■ Task to complete ■
Write out every line below that contains "kept".

===== Dataset excerpts

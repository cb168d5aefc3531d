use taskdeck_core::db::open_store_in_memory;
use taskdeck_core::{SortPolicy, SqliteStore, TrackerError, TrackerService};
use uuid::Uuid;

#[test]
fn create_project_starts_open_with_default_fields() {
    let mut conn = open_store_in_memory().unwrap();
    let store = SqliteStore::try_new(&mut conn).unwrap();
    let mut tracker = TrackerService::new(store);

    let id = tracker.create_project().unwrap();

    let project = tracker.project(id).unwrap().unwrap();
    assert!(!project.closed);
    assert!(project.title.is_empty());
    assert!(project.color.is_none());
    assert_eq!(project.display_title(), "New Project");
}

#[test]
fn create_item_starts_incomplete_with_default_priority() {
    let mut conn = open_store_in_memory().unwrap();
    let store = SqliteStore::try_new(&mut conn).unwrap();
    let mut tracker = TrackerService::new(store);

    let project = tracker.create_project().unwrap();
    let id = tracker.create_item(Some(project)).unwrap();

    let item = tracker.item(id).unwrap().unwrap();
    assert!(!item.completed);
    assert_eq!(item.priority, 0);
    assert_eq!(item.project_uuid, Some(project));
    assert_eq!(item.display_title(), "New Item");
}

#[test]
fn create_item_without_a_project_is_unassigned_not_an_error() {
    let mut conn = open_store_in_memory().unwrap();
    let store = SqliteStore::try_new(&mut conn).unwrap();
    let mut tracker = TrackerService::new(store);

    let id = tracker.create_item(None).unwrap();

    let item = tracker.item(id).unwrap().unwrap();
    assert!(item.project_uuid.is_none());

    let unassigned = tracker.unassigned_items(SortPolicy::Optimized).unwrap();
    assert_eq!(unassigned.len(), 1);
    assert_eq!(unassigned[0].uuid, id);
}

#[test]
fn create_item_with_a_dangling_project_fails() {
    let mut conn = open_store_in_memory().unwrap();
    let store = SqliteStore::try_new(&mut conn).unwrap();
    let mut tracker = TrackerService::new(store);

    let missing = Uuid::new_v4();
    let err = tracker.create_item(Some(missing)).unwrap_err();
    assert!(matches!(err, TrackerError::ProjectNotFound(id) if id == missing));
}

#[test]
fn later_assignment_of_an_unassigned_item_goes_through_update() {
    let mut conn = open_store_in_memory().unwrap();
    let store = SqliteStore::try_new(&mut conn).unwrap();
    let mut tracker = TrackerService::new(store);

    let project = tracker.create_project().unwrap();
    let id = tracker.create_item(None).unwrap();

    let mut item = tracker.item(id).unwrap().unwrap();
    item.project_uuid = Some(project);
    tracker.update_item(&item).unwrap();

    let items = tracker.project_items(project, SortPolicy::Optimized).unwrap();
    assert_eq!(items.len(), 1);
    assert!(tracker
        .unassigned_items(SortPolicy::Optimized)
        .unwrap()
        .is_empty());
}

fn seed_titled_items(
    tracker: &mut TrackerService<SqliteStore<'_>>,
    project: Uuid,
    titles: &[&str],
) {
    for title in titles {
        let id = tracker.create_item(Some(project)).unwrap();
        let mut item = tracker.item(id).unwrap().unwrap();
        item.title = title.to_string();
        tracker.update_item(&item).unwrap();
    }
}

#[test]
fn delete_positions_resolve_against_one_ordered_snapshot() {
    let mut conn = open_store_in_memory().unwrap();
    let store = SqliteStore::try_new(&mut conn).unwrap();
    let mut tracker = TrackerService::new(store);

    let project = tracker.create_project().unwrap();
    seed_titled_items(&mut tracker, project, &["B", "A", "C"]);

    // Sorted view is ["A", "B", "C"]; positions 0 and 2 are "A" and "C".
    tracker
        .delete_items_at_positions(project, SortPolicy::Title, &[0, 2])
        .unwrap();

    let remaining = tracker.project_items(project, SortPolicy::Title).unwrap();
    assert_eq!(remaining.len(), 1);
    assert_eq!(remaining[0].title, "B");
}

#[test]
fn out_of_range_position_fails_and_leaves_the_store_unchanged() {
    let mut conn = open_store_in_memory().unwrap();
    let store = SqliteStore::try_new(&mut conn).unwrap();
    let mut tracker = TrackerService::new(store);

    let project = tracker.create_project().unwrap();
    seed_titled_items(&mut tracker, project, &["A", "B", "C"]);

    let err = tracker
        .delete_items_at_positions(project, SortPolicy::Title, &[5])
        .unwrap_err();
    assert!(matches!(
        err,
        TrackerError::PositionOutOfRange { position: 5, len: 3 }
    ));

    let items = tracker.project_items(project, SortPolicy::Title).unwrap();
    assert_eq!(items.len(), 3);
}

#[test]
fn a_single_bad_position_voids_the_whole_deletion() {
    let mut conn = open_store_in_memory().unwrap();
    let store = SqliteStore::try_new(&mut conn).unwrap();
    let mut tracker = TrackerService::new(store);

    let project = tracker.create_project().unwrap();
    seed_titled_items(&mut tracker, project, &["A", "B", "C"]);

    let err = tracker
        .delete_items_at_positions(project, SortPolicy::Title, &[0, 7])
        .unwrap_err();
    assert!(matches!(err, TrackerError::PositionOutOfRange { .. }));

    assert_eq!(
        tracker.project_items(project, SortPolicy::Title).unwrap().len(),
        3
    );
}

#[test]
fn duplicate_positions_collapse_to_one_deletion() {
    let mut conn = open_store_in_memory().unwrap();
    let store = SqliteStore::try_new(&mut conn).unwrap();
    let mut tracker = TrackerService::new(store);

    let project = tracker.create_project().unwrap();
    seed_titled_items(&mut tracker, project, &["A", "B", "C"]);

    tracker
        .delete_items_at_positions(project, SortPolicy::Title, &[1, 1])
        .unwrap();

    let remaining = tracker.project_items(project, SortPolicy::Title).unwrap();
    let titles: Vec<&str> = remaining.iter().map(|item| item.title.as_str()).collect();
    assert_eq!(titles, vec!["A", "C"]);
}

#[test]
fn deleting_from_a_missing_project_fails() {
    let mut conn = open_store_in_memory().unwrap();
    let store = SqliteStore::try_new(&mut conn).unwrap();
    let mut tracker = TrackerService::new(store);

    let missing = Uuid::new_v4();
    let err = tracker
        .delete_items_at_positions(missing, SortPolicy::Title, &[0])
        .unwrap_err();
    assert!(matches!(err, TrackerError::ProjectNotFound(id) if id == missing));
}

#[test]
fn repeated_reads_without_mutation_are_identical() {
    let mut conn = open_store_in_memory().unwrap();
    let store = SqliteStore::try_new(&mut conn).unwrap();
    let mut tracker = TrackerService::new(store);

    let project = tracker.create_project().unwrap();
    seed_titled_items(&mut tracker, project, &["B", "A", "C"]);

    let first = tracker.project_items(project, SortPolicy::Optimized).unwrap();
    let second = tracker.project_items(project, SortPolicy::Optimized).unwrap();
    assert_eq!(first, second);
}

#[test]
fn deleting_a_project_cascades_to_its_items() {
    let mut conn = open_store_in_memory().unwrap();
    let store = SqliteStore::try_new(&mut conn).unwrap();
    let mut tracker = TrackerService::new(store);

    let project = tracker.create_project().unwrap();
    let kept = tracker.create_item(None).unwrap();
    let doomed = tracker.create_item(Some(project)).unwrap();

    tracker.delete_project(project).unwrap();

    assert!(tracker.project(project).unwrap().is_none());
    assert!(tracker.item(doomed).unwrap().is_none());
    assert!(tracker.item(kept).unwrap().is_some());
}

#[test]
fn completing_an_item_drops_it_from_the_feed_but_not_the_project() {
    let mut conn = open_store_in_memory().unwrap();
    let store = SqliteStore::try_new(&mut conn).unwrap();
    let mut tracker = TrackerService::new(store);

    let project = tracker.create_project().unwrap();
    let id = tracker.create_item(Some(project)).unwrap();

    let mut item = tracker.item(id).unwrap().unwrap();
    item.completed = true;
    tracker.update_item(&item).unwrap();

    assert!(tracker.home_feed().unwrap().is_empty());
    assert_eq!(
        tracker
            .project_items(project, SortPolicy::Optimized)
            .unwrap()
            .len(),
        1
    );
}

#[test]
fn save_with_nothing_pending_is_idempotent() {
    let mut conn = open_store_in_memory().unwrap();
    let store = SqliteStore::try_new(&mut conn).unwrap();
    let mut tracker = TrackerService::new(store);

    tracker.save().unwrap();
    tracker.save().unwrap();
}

==========

■ Completed task ■
    let kept = tracker.create_item(None).unwrap();
    assert!(tracker.item(kept).unwrap().is_some());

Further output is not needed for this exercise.